WORK TO BE COMPLETED
Repeat the lines below exactly as written, please, from the line with "use parking_lot::RwLock;" to the line with "pub struct IdNameResolver;", both lines included, and no others.

INPUT MATERIAL
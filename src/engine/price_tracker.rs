// ============================================================================
// Price Tracker
// Records settled sale prices and refreshes doctrine reference prices
// ============================================================================

use crate::domain::{
    max_price, ExchangeType, ListingSnapshot, ListingStatus, PriceObservation, ReferencePrice,
};
use crate::errors::EngineResult;
use crate::matching::ListingClassifier;
use crate::store::Repository;
use crate::utils::Clock;
use std::sync::Arc;
use tracing::{debug, info};

/// What one tracking pass did
#[derive(Debug, Clone, Copy, Default, PartialEq, Eq)]
pub struct PriceTrackingSummary {
    /// Observations written (re-observations included)
    pub recorded: usize,
    /// Tracking listings naming a doctrine that is not configured
    pub skipped_unknown: usize,
    /// Requirements whose reference price changed
    pub reference_updates: usize,
}

/// Turns finished `* <doctrine>` listings into price history
pub struct PriceTracker {
    classifier: ListingClassifier,
    repository: Arc<dyn Repository>,
    clock: Arc<dyn Clock>,
}

impl PriceTracker {
    pub fn new(
        classifier: ListingClassifier,
        repository: Arc<dyn Repository>,
        clock: Arc<dyn Clock>,
    ) -> Self {
        Self {
            classifier,
            repository,
            clock,
        }
    }

    /// Record prices from finished tracking listings of both channels, then
    /// recompute every reference price from the last `2 x required` sales.
    pub fn track_and_save_prices(
        &self,
        listings: &[ListingSnapshot],
    ) -> EngineResult<PriceTrackingSummary> {
        let mut summary = PriceTrackingSummary::default();
        let now = self.clock.now();

        for status in ListingStatus::FINISHED {
            let finished =
                self.classifier
                    .classify(listings, status, ExchangeType::ItemExchange, false, now);

            for listing in finished.all() {
                let Some(name) = listing.tracked_doctrine_name() else {
                    continue;
                };
                if self.repository.get_requirement(name)?.is_none() {
                    summary.skipped_unknown += 1;
                    continue;
                }

                let observation = PriceObservation::new(
                    name,
                    listing.date_issued,
                    listing.contract_id,
                    listing.issuer_id,
                    listing.whole_price(),
                );
                self.repository.record_price_observation(&observation)?;
                summary.recorded += 1;
            }
        }

        summary.reference_updates = self.refresh_reference_prices()?;

        info!(
            recorded = summary.recorded,
            skipped = summary.skipped_unknown,
            updated = summary.reference_updates,
            "price tracking complete"
        );
        Ok(summary)
    }

    /// Reference price := max of the last `2 x required_count` observations.
    /// Doctrines without any priced observation keep their current value.
    pub fn refresh_reference_prices(&self) -> EngineResult<usize> {
        let mut updated = 0;

        for mut requirement in self.repository.list_requirements()? {
            let window = requirement.required_count as usize * 2;
            let recent = self.repository.last_n_prices(&requirement.name, window)?;

            let Some(best) = max_price(&recent).filter(|obs| obs.price != 0) else {
                continue;
            };
            let reference = ReferencePrice::new(best.price, best.timestamp);
            if requirement.reference_price == Some(reference) {
                continue;
            }

            debug!(
                doctrine = %requirement.name,
                window,
                old = requirement.reference_amount(),
                new = reference.amount,
                "reference price updated"
            );
            requirement.reference_price = Some(reference);
            let name = requirement.name.clone();
            self.repository.set_requirement(&name, &requirement)?;
            updated += 1;
        }

        Ok(updated)
    }
}
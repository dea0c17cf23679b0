// ============================================================================
// Listing Source Interface
// Contract for the external marketplace listing API
// ============================================================================

use crate::domain::ListingSnapshot;
use crate::errors::SourceError;
use async_trait::async_trait;
use tracing::debug;

/// Supplies the full, unfiltered listing set of an owning entity
#[async_trait]
pub trait ListingSource: Send + Sync {
    /// Every listing of `owner_id`, across all pages
    async fn fetch_all(&self, owner_id: i64) -> Result<Vec<ListingSnapshot>, SourceError>;
}

/// One page of an API response
#[derive(Debug, Clone, Default)]
pub struct ListingPage {
    pub listings: Vec<ListingSnapshot>,
    /// Total page count announced by the API
    pub total_pages: u32,
}

/// Page-wise access to a listing API (pages are numbered from 1)
#[async_trait]
pub trait ListingPages: Send + Sync {
    async fn fetch_page(&self, owner_id: i64, page: u32) -> Result<ListingPage, SourceError>;
}

/// `ListingSource` that follows every page of a `ListingPages` API
pub struct PaginatedSource<P> {
    pages: P,
}

impl<P: ListingPages> PaginatedSource<P> {
    pub fn new(pages: P) -> Self {
        Self { pages }
    }
}

#[async_trait]
impl<P: ListingPages> ListingSource for PaginatedSource<P> {
    async fn fetch_all(&self, owner_id: i64) -> Result<Vec<ListingSnapshot>, SourceError> {
        let first = self.pages.fetch_page(owner_id, 1).await?;
        let total_pages = first.total_pages;
        let mut listings = first.listings;

        for page in 2..=total_pages {
            let next = self.pages.fetch_page(owner_id, page).await?;
            listings.extend(next.listings);
        }

        debug!(owner_id, pages = total_pages.max(1), listings = listings.len(), "fetched listings");
        Ok(listings)
    }
}
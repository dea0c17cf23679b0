// ============================================================================
// Name Resolver Interface
// Best-effort id -> display name translation
// ============================================================================

use crate::errors::SourceError;
use async_trait::async_trait;
use parking_lot::RwLock;
use std::collections::HashMap;
use tracing::warn;

/// Resolves numeric ids to display names, never failing
#[async_trait]
pub trait NameResolver: Send + Sync {
    /// Display name of `id`, or the id itself when it cannot be resolved
    async fn resolve_name(&self, id: i64) -> String;
}

/// Raw lookup against the external naming service
#[async_trait]
pub trait NameLookup: Send + Sync {
    async fn lookup_name(&self, id: i64) -> Result<String, SourceError>;
}

/// `NameResolver` with an in-memory positive cache
///
/// Failed lookups are not cached, so they are retried on the next call.
pub struct CachingNameResolver<L> {
    lookup: L,
    names: RwLock<HashMap<i64, String>>,
}

impl<L: NameLookup> CachingNameResolver<L> {
    pub fn new(lookup: L) -> Self {
        Self {
            lookup,
            names: RwLock::new(HashMap::new()),
        }
    }

    pub fn cached(&self) -> usize {
        self.names.read().len()
    }
}

#[async_trait]
impl<L: NameLookup> NameResolver for CachingNameResolver<L> {
    async fn resolve_name(&self, id: i64) -> String {
        let cached = self.names.read().get(&id).cloned();
        if let Some(name) = cached {
            return name;
        }

        match self.lookup.lookup_name(id).await {
            Ok(name) => {
                self.names.write().insert(id, name.clone());
                name
            },
            Err(err) => {
                warn!(id, error = %err, "unable to resolve name");
                id.to_string()
            },
        }
    }
}

/// Resolver that always answers with the id, for setups without a naming service
#[derive(Debug, Default, Clone, Copy)]
pub struct IdNameResolver;

#[async_trait]
impl NameResolver for IdNameResolver {
    async fn resolve_name(&self, id: i64) -> String {
        id.to_string()
    }
}

#[cfg(test)]
mod tests {
    use super::*;
    use std::sync::atomic::{AtomicUsize, Ordering};

    struct FlakyLookup {
        calls: AtomicUsize,
        fail_first: usize,
    }

    #[async_trait]
    impl NameLookup for FlakyLookup {
        async fn lookup_name(&self, id: i64) -> Result<String, SourceError> {
            let call = self.calls.fetch_add(1, Ordering::SeqCst);
            if call < self.fail_first {
                return Err(SourceError::Request("unavailable".to_string()));
            }
            Ok(format!("Pilot {}", id))
        }
    }

    #[tokio::test]
    async fn test_positive_results_are_cached() {
        let resolver = CachingNameResolver::new(FlakyLookup {
            calls: AtomicUsize::new(0),
            fail_first: 0,
        });

        assert_eq!(resolver.resolve_name(42).await, "Pilot 42");
        assert_eq!(resolver.resolve_name(42).await, "Pilot 42");
        assert_eq!(resolver.lookup.calls.load(Ordering::SeqCst), 1);
        assert_eq!(resolver.cached(), 1);
    }

    #[tokio::test]
    async fn test_failures_fall_back_to_id_and_retry() {
        let resolver = CachingNameResolver::new(FlakyLookup {
            calls: AtomicUsize::new(0),
            fail_first: 1,
        });

        assert_eq!(resolver.resolve_name(7).await, "7");
        assert_eq!(resolver.cached(), 0);
        assert_eq!(resolver.resolve_name(7).await, "Pilot 7");
        assert_eq!(resolver.lookup.calls.load(Ordering::SeqCst), 2);
    }

    #[tokio::test]
    async fn test_id_resolver() {
        assert_eq!(IdNameResolver.resolve_name(1001).await, "1001");
    }
}
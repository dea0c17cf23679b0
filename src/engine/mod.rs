// ============================================================================
// Engine Module
// Reconciliation, price tracking, throttling, migration and the service facade
// ============================================================================

mod leaderboard;
mod migration;
mod notification;
mod price_tracker;
mod reconciliation;
mod service;

pub mod factory;
pub mod messages;

pub use factory::{create_from_config, StockServiceBuilder};
pub use leaderboard::{
    build_leaderboard, month_bounds, rank_issuers, Leaderboard, LeaderboardEntry,
    LEADERBOARD_SIZE,
};
pub use migration::{MigrationOutcome, MigrationWorkflow, PendingMigration};
pub use notification::NotificationGate;
pub use price_tracker::{PriceTracker, PriceTrackingSummary};
pub use reconciliation::{
    reconcile, AlertReason, DoctrineGap, DoctrineStatus, FullReport, ListingAlert, MissingReport,
    ReconciliationEngine,
};
pub use service::{Command, CommandOutcome, IterationOutcome, StockService};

TASK RESPONSE
use parking_lot::RwLock;
use std::collections::HashMap;
use tracing::warn;

/// Resolves numeric ids to display names, never failing
#[async_trait]
pub trait NameResolver: Send + Sync {
    /// Display name of `id`, or the id itself when it cannot be resolved
    async fn resolve_name(&self, id: i64) -> String;
}

/// Raw lookup against the external naming service
#[async_trait]
pub trait NameLookup: Send + Sync {
    async fn lookup_name(&self, id: i64) -> Result<String, SourceError>;
}

/// `NameResolver` with an in-memory positive cache
///
/// Failed lookups are not cached, so they are retried on the next call.
pub struct CachingNameResolver<L> {
    lookup: L,
    names: RwLock<HashMap<i64, String>>,
}

impl<L: NameLookup> CachingNameResolver<L> {
    pub fn new(lookup: L) -> Self {
        Self {
            lookup,
            names: RwLock::new(HashMap::new()),
        }
    }

    pub fn cached(&self) -> usize {
        self.names.read().len()
    }
}

#[async_trait]
impl<L: NameLookup> NameResolver for CachingNameResolver<L> {
    async fn resolve_name(&self, id: i64) -> String {
        let cached = self.names.read().get(&id).cloned();
        if let Some(name) = cached {
            return name;
        }

        match self.lookup.lookup_name(id).await {
            Ok(name) => {
                self.names.write().insert(id, name.clone());
                name
            },
            Err(err) => {
                warn!(id, error = %err, "unable to resolve name");
                id.to_string()
            },
        }
    }
}

/// Resolver that always answers with the id, for setups without a naming service
#[derive(Debug, Default, Clone, Copy)]
pub struct IdNameResolver;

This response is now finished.